Count lines holding the string "invalid" in the data that follows. Reply with one number only.

=== Excerpted data ===

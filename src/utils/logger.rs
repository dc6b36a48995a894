//! Logging configuration for the ACS.

use std::path::Path;

use once_cell::sync::OnceCell;
use tracing::{info, Level};
use tracing_appender::{non_blocking, rolling};
use tracing_appender::non_blocking::WorkerGuard;
use tracing_subscriber::{fmt, layer::SubscriberExt, util::SubscriberInitExt, EnvFilter, Layer};

use crate::config::{LoggingConfig, LogFormat};
use crate::Result;

/// Keeps the non-blocking file appender's background worker alive for the
/// life of the process; dropping it would silently stop flushing log lines.
static FILE_LOG_GUARD: OnceCell<WorkerGuard> = OnceCell::new();

/// Setup logging based on configuration
pub fn setup_logging(config: &LoggingConfig) -> Result<()> {
    let level = parse_log_level(&config.level)?;
    
    let env_filter = EnvFilter::builder()
        .with_default_directive(level.into())
        .from_env_lossy();

    let registry = tracing_subscriber::registry().with(env_filter);

    match &config.file {
        Some(file_path) => {
            // File logging with rotation
            let file_path = Path::new(file_path);
            let directory = file_path.parent()
                .ok_or_else(|| crate::Error::internal("invalid log file path"))?;
            let _filename = file_path.file_name()
                .ok_or_else(|| crate::Error::internal("invalid log filename"))?;

            let file_appender = rolling::RollingFileAppender::builder()
                .rotation(rolling::Rotation::DAILY)
                .filename_suffix("log")
                .build(directory)
                .map_err(|e| crate::Error::internal(format!("Failed to create file appender: {}", e)))?;

            let (file_writer, file_guard) = non_blocking(file_appender);
            let _ = FILE_LOG_GUARD.set(file_guard);

            let file_layer = match config.format {
                LogFormat::Json => fmt::layer()
                    .json()
                    .with_writer(file_writer)
                    .boxed(),
                LogFormat::Compact => fmt::layer()
                    .compact()
                    .with_writer(file_writer)
                    .boxed(),
                LogFormat::Full => fmt::layer()
                    .with_writer(file_writer)
                    .boxed(),
            };
            
            // Console logging
            let console_layer = match config.format {
                LogFormat::Json => fmt::layer()
                    .json()
                    .with_writer(std::io::stdout)
                    .boxed(),
                LogFormat::Compact => fmt::layer()
                    .compact()
                    .with_writer(std::io::stdout)
                    .boxed(),
                LogFormat::Full => fmt::layer()
                    .with_writer(std::io::stdout)
                    .boxed(),
            };
            
            registry
                .with(file_layer)
                .with(console_layer)
                .init();
        }
        None => {
            // Console logging only
            let console_layer = match config.format {
                LogFormat::Json => fmt::layer().json().boxed(),
                LogFormat::Compact => fmt::layer().compact().boxed(),
                LogFormat::Full => fmt::layer().boxed(),
            };
            
            registry.with(console_layer).init();
        }
    }

    info!("Logging initialized with level: {}", config.level);
    Ok(())
}

fn parse_log_level(level: &str) -> Result<Level> {
    match level.to_lowercase().as_str() {
        "trace" => Ok(Level::TRACE),
        "debug" => Ok(Level::DEBUG),
        "info" => Ok(Level::INFO),
        "warn" => Ok(Level::WARN),
        "error" => Ok(Level::ERROR),
        other => Err(crate::Error::internal(format!("invalid log level: {other}"))),
    }
}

===

**Response box:** 3